パプアニューギニアで約1ヶ月活動をして、草の根レベルの技術屋が求められていることを感じた。
よく、現地の人の援助慣れや外国人を見るとすぐお金を要求する、ということが実しやかに言われる。私たちも正直、時折そういう言動に辟易することはある。だけど、草の根レベルでの活動、例えば村へ泊まって現地を調査し村の人々と道直しの方法を考え準備をする中で、彼らの新しい知恵を身につけようとする姿勢やなんとか生活環境を良くしたいという熱意に触れることも多い。なんともいえない衝動が湧き上がり、なんとか彼らの期待に応えたいという思いに駆られる。エンジニアとしてのスキルをもっと磨きたい、そしてそのノウハウを彼らのところへ届けたい、と思う。
道直しに励む村人
町で何度か村の人々から声を掛けられた。
現地で乗っている車のドアに張っているステッカーを見て、どういう団体かと聞いてくる。大きな期待をしているかもしれないが、正直私たちが提供できること(お金ではなく簡便な道直しの方法を指導する)を伝える。すると、自分達は村の有志の集まりで時々道直しを実施している、よい方法があれば教えて欲しい。

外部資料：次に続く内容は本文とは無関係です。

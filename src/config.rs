use std::path::{Path, PathBuf};

use crate::foundation::core::{Canvas, Fps, Point, Rect};
use crate::foundation::error::{OverlayError, OverlayResult};

/// Prefix shared by all environment overrides.
pub const ENV_PREFIX: &str = "RACE_OVERLAY_";

/// Run-wide overlay configuration.
///
/// All pixel sizes other than `width`, `height` and `minimap_size` are expressed at the base
/// resolution (`base_width` x `base_height`) and scaled linearly to the output resolution, so the
/// composition looks the same at any output size.
#[derive(Clone, Debug, PartialEq, serde::Serialize, serde::Deserialize)]
#[serde(default, deny_unknown_fields)]
pub struct OverlayConfig {
    /// Reference width the base-pixel sizes are designed for.
    pub base_width: u32,
    /// Reference height the base-pixel sizes are designed for.
    pub base_height: u32,
    /// Output frame width in pixels.
    pub width: u32,
    /// Output frame height in pixels.
    pub height: u32,
    /// Output frame rate (one frame per telemetry sample).
    pub fps: u32,
    /// Side of the square the minimap is fitted into, in output pixels.
    pub minimap_size: u32,
    /// Samples discarded from each end of the track before projecting.
    pub trim: usize,
    /// G value mapped to the gauge's outer ring.
    pub max_g: f64,
    /// Corner margin (base pixels).
    pub margin: u32,
    /// Speed readout font size (base pixels).
    pub font_speed: u32,
    /// Unit label font size (base pixels).
    pub font_label: u32,
    /// G magnitude font size (base pixels).
    pub font_g: u32,
    /// TrueType/OpenType font used for every label.
    pub font_path: Option<PathBuf>,
    /// Output video path.
    pub out_path: PathBuf,
    /// Overwrite the output video if it already exists.
    pub overwrite: bool,
}

impl Default for OverlayConfig {
    fn default() -> Self {
        Self {
            base_width: 960,
            base_height: 720,
            width: 1920,
            height: 1440,
            fps: 25,
            minimap_size: 600,
            trim: 5,
            max_g: 1.5,
            margin: 40,
            font_speed: 72,
            font_label: 28,
            font_g: 36,
            font_path: None,
            out_path: PathBuf::from("race_overlay.mov"),
            overwrite: true,
        }
    }
}

impl OverlayConfig {
    /// Load a JSON config file. Missing fields keep their defaults.
    pub fn from_json_path(path: impl AsRef<Path>) -> OverlayResult<Self> {
        use anyhow::Context as _;
        let path = path.as_ref();
        let text = std::fs::read_to_string(path)
            .with_context(|| format!("failed to read config '{}'", path.display()))?;
        serde_json::from_str(&text).map_err(|e| {
            OverlayError::validation(format!("invalid config '{}': {e}", path.display()))
        })
    }

    /// Apply `RACE_OVERLAY_*` overrides from the process environment.
    pub fn apply_env(&mut self) -> OverlayResult<()> {
        self.apply_env_from(|key| std::env::var(key).ok())
    }

    /// Apply overrides using `lookup` to resolve fully prefixed variable names.
    pub fn apply_env_from(
        &mut self,
        lookup: impl Fn(&str) -> Option<String>,
    ) -> OverlayResult<()> {
        let get = |suffix: &str| {
            let key = format!("{ENV_PREFIX}{suffix}");
            lookup(&key).map(|v| (key, v))
        };

        if let Some((k, v)) = get("WIDTH") {
            self.width = parse_env(&k, &v)?;
        }
        if let Some((k, v)) = get("HEIGHT") {
            self.height = parse_env(&k, &v)?;
        }
        if let Some((k, v)) = get("FPS") {
            self.fps = parse_env(&k, &v)?;
        }
        if let Some((k, v)) = get("MINIMAP_SIZE") {
            self.minimap_size = parse_env(&k, &v)?;
        }
        if let Some((k, v)) = get("TRIM") {
            self.trim = parse_env(&k, &v)?;
        }
        if let Some((k, v)) = get("MAX_G") {
            self.max_g = parse_env(&k, &v)?;
        }
        if let Some((_, v)) = get("FONT") {
            self.font_path = Some(PathBuf::from(v));
        }
        if let Some((_, v)) = get("OUT") {
            self.out_path = PathBuf::from(v);
        }
        Ok(())
    }

    /// Check every value the pipeline relies on.
    pub fn validate(&self) -> OverlayResult<()> {
        if self.base_width == 0 || self.base_height == 0 {
            return Err(OverlayError::validation(
                "base resolution must be non-zero",
            ));
        }
        if self.width == 0 || self.height == 0 {
            return Err(OverlayError::validation("width/height must be non-zero"));
        }
        if self.width > u32::from(u16::MAX) || self.height > u32::from(u16::MAX) {
            return Err(OverlayError::validation(format!(
                "width/height must be <= {}",
                u16::MAX
            )));
        }
        if self.fps == 0 {
            return Err(OverlayError::validation("fps must be non-zero"));
        }
        if self.minimap_size == 0 {
            return Err(OverlayError::validation("minimap_size must be non-zero"));
        }
        if !self.max_g.is_finite() || self.max_g <= 0.0 {
            return Err(OverlayError::validation(
                "max_g must be finite and > 0",
            ));
        }
        Ok(())
    }

    /// Output canvas.
    pub fn canvas(&self) -> Canvas {
        Canvas {
            width: self.width,
            height: self.height,
        }
    }

    /// Output frame rate.
    pub fn frame_rate(&self) -> OverlayResult<Fps> {
        Fps::new(self.fps, 1)
    }

    /// Resolution scale relative to the base resolution (mean of both axes).
    pub fn scale(&self) -> f64 {
        let sx = f64::from(self.width) / f64::from(self.base_width);
        let sy = f64::from(self.height) / f64::from(self.base_height);
        (sx + sy) / 2.0
    }

    /// Scale a base-resolution size to output pixels, truncating toward zero.
    pub fn px(&self, base: u32) -> u32 {
        (f64::from(base) * self.scale()) as u32
    }

    /// Precompute every derived overlay dimension.
    pub fn layout(&self) -> OverlayLayout {
        OverlayLayout::from_config(self)
    }
}

fn parse_env<T: std::str::FromStr>(key: &str, value: &str) -> OverlayResult<T>
where
    T::Err: std::fmt::Display,
{
    value
        .trim()
        .parse::<T>()
        .map_err(|e| OverlayError::validation(format!("invalid {key}='{value}': {e}")))
}

/// Output-pixel geometry derived from an [`OverlayConfig`].
#[derive(Clone, Debug, PartialEq)]
pub struct OverlayLayout {
    /// Resolution scale factor.
    pub scale: f64,
    /// Output canvas.
    pub canvas: Canvas,
    /// Minimap square side in pixels.
    pub minimap_size: f64,
    /// Minimap placement offset. The vertical offset is applied after centering.
    pub minimap_offset: (f64, f64),
    /// Track polyline stroke width.
    pub track_width: f64,
    /// Position marker radius.
    pub dot_radius: f64,
    /// Speed panel bounds.
    pub panel: Rect,
    /// Speed panel corner radius.
    pub panel_radius: f64,
    /// Speed panel outline width.
    pub panel_outline: f64,
    /// Distance from panel top to the speed text.
    pub speed_inset: f64,
    /// Distance from panel bottom to the unit label.
    pub unit_inset: f64,
    /// Gauge center.
    pub gauge_center: Point,
    /// Gauge outer radius.
    pub gauge_radius: f64,
    /// Gauge outer ring width.
    pub gauge_outline: f64,
    /// Reference ring width.
    pub gauge_hairline: f64,
    /// Crosshair width. Fixed at one output pixel regardless of resolution.
    pub gauge_crosshair: f64,
    /// G vector dot radius.
    pub gauge_dot_radius: f64,
    /// G value mapped to `gauge_radius`.
    pub max_g: f64,
    /// Speed readout font size.
    pub font_speed: f32,
    /// Unit label font size.
    pub font_label: f32,
    /// G magnitude font size.
    pub font_g: f32,
}

impl OverlayLayout {
    fn from_config(cfg: &OverlayConfig) -> Self {
        let scale = cfg.scale();
        let px = |v: u32| f64::from(cfg.px(v));
        let w = f64::from(cfg.width);
        let h = f64::from(cfg.height);

        let margin = px(cfg.margin);
        let panel_w = px(260);
        let panel_h = px(140);
        let panel_y = h - panel_h - margin;

        let gauge_radius = px(100);

        Self {
            scale,
            canvas: cfg.canvas(),
            minimap_size: f64::from(cfg.minimap_size),
            minimap_offset: (margin, margin),
            track_width: px(4).max(1.0),
            dot_radius: px(15),
            panel: Rect::new(0.0, panel_y, panel_w, panel_y + panel_h),
            panel_radius: px(20),
            panel_outline: px(3).max(1.0),
            speed_inset: 20.0 * scale,
            unit_inset: 15.0 * scale,
            gauge_center: Point::new(w - gauge_radius, h - margin - gauge_radius),
            gauge_radius,
            gauge_outline: px(3).max(1.0),
            gauge_hairline: px(1).max(1.0),
            gauge_crosshair: 1.0,
            gauge_dot_radius: px(12),
            max_g: cfg.max_g,
            font_speed: cfg.px(cfg.font_speed) as f32,
            font_label: cfg.px(cfg.font_label) as f32,
            font_g: cfg.px(cfg.font_g) as f32,
        }
    }
}

#[cfg(test)]
#[path = "../tests/unit/config.rs"]
mod tests;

打合せのために寄った州の土木工事事務所で、陳情に来ていた村人から声を掛けられる。
道直しの良い計画全体図を描くことができない、予算も立てられない。もし計画や予算が分かればそれで地元の政治家へ訴えて予算を獲得したい。その計画作りを手伝ってくれないか。
写真中の村人に、地元の道の様子を案内される。
農村部の小さな農道を整備の責任を持つ国会議員も、エンジニアは高額で雇えないという。せっかく予算を輩出しているのに、現場監督がいなくて有効に整備が行われていない、という結果になってしまう。
私たちのNGOは大きな予算も無いが、上記のような要望に応え技術指導をし、草の根のエンジニアを育て貢献することは可能である。
赤ひげ先生、という黒澤明監督の映画に出てくるお医者さんの話を聞いたことがある。公儀に仕えるのではなく庶民の中にあって直接人々のために医療活動を展開したと聞く。そのエンジニア版というところだろうか。
刈った草の処理場の指定、そこまで運ぶ方法(せめて一輪車)などの段取りも併せて必要になる。
草刈後の様子。刈った草が放置され、側溝を埋めてしまっている。それでも草を刈った住民には労務代が国会議員より支払われる。